**THE PROBLEM**
Work through the records that follow and return each line containing the word "assignment".

**RECORDS**

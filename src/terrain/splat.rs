//! Splat texture channels and the RGBA blend-weight map
//!
//! A terrain blends up to five diffuse textures: BASE everywhere, and R, G,
//! B, A weighted by the matching channel of the splat map. Each channel can
//! also carry a normal map.

use std::path::Path;
use std::sync::Arc;

use image::{Rgba, RgbaImage};
use serde::{Deserialize, Serialize};

use crate::asset::{AssetId, TextureAsset};
use crate::core::{Error, Result};

/// Texture channel of a terrain material
#[derive(Clone, Copy, Debug, PartialEq, Eq, Hash, Serialize, Deserialize)]
pub enum SplatChannel {
    Base,
    R,
    G,
    B,
    A,
}

impl SplatChannel {
    /// Channels in assignment priority order
    pub const ALL: [SplatChannel; 5] = [
        SplatChannel::Base,
        SplatChannel::R,
        SplatChannel::G,
        SplatChannel::B,
        SplatChannel::A,
    ];

    pub fn index(self) -> usize {
        self as usize
    }

    /// Component of the splat map holding this channel's weight.
    /// BASE has no weight of its own.
    pub fn weight_component(self) -> Option<usize> {
        match self {
            SplatChannel::Base => None,
            SplatChannel::R => Some(0),
            SplatChannel::G => Some(1),
            SplatChannel::B => Some(2),
            SplatChannel::A => Some(3),
        }
    }
}

/// RGBA8 blend weights painted over the terrain surface
#[derive(Clone, Debug, PartialEq)]
pub struct SplatMap {
    image: RgbaImage,
}

impl SplatMap {
    /// All-zero map (BASE only) of `size × size` pixels
    pub fn new(size: u32) -> Result<Self> {
        if size == 0 {
            return Err(Error::geometry("splat map size must be non-zero"));
        }
        Ok(Self { image: RgbaImage::new(size, size) })
    }

    pub fn from_image(image: RgbaImage) -> Result<Self> {
        if image.width() == 0 || image.height() == 0 {
            return Err(Error::geometry("splat map image is empty"));
        }
        Ok(Self { image })
    }

    pub fn image(&self) -> &RgbaImage {
        &self.image
    }

    pub fn width(&self) -> u32 {
        self.image.width()
    }

    pub fn height(&self) -> u32 {
        self.image.height()
    }

    /// Weight of a channel at a pixel; BASE and out-of-range pixels give `None`
    pub fn weight(&self, channel: SplatChannel, x: u32, y: u32) -> Option<u8> {
        let c = channel.weight_component()?;
        self.image.get_pixel_checked(x, y).map(|p| p.0[c])
    }

    /// Set the weight of a channel at a pixel. Returns false for BASE or out-of-range pixels.
    pub fn set_weight(&mut self, channel: SplatChannel, x: u32, y: u32, weight: u8) -> bool {
        let Some(c) = channel.weight_component() else {
            return false;
        };
        match self.image.get_pixel_mut_checked(x, y) {
            Some(pixel) => {
                pixel.0[c] = weight;
                true
            }
            None => false,
        }
    }

    /// Normalized R, G, B, A weights at a terrain uv in `[0, 1]`, nearest pixel
    pub fn weights_at_uv(&self, u: f32, v: f32) -> [f32; 4] {
        let x = (u.clamp(0.0, 1.0) * (self.width() - 1) as f32).round() as u32;
        let y = (v.clamp(0.0, 1.0) * (self.height() - 1) as f32).round() as u32;
        let Rgba(p) = *self.image.get_pixel(x, y);
        p.map(|w| w as f32 / 255.0)
    }

    /// Zero one channel everywhere. BASE is a no-op.
    pub fn clear_channel(&mut self, channel: SplatChannel) {
        if let Some(c) = channel.weight_component() {
            for pixel in self.image.pixels_mut() {
                pixel.0[c] = 0;
            }
        }
    }

    /// True if any pixel has a non-zero weight for the channel
    pub fn has_weights(&self, channel: SplatChannel) -> bool {
        channel
            .weight_component()
            .is_some_and(|c| self.image.pixels().any(|p| p.0[c] != 0))
    }

    pub fn save_png(&self, path: &Path) -> Result<()> {
        if let Some(parent) = path.parent() {
            std::fs::create_dir_all(parent)?;
        }
        self.image.save_with_format(path, image::ImageFormat::Png)?;
        Ok(())
    }

    pub fn load_png(path: &Path) -> Result<Self> {
        let image = image::open(path)?.to_rgba8();
        Self::from_image(image)
    }
}

/// Diffuse and normal texture assignment for the five terrain channels.
///
/// Textures are shared with the asset table; dropping the set never frees them.
#[derive(Clone, Debug, Default)]
pub struct SplatChannelSet {
    diffuse: [Option<Arc<TextureAsset>>; 5],
    normal: [Option<Arc<TextureAsset>>; 5],
    splat_map: Option<SplatMap>,
    triplanar: bool,
}

impl SplatChannelSet {
    pub fn new() -> Self {
        Self::default()
    }

    pub fn set_channel(&mut self, channel: SplatChannel, texture: Arc<TextureAsset>) {
        self.diffuse[channel.index()] = Some(texture);
    }

    /// Unassign a diffuse texture and erase its painted weights
    pub fn remove_channel(&mut self, channel: SplatChannel) {
        self.diffuse[channel.index()] = None;
        if let Some(map) = self.splat_map.as_mut() {
            map.clear_channel(channel);
        }
    }

    pub fn set_normal_channel(&mut self, channel: SplatChannel, texture: Arc<TextureAsset>) {
        self.normal[channel.index()] = Some(texture);
    }

    /// Unassign a normal map. Painted weights are left alone.
    pub fn remove_normal_channel(&mut self, channel: SplatChannel) {
        self.normal[channel.index()] = None;
    }

    pub fn diffuse(&self, channel: SplatChannel) -> Option<&Arc<TextureAsset>> {
        self.diffuse[channel.index()].as_ref()
    }

    pub fn normal(&self, channel: SplatChannel) -> Option<&Arc<TextureAsset>> {
        self.normal[channel.index()].as_ref()
    }

    /// First channel without a diffuse texture, in BASE, R, G, B, A order
    pub fn next_free_channel(&self) -> Option<SplatChannel> {
        SplatChannel::ALL
            .into_iter()
            .find(|c| self.diffuse[c.index()].is_none())
    }

    pub fn count_assigned_diffuse_channels(&self) -> usize {
        self.diffuse.iter().filter(|t| t.is_some()).count()
    }

    pub fn has_diffuse_channel(&self, channel: SplatChannel) -> bool {
        self.diffuse[channel.index()].is_some()
    }

    pub fn has_normal_channel(&self, channel: SplatChannel) -> bool {
        self.normal[channel.index()].is_some()
    }

    pub fn has_any_normal_channels(&self) -> bool {
        self.normal.iter().any(|t| t.is_some())
    }

    /// True if the texture is bound to any diffuse or normal channel
    pub fn uses_texture(&self, id: AssetId) -> bool {
        self.diffuse
            .iter()
            .chain(self.normal.iter())
            .flatten()
            .any(|t| t.id == id)
    }

    pub fn splat_map(&self) -> Option<&SplatMap> {
        self.splat_map.as_ref()
    }

    pub fn splat_map_mut(&mut self) -> Option<&mut SplatMap> {
        self.splat_map.as_mut()
    }

    pub fn set_splat_map(&mut self, map: Option<SplatMap>) {
        self.splat_map = map;
    }

    pub fn triplanar(&self) -> bool {
        self.triplanar
    }

    pub fn set_triplanar(&mut self, triplanar: bool) {
        self.triplanar = triplanar;
    }
}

**WRITTEN REPLY**
    /// Channels in assignment priority order
/// Diffuse and normal texture assignment for the five terrain channels.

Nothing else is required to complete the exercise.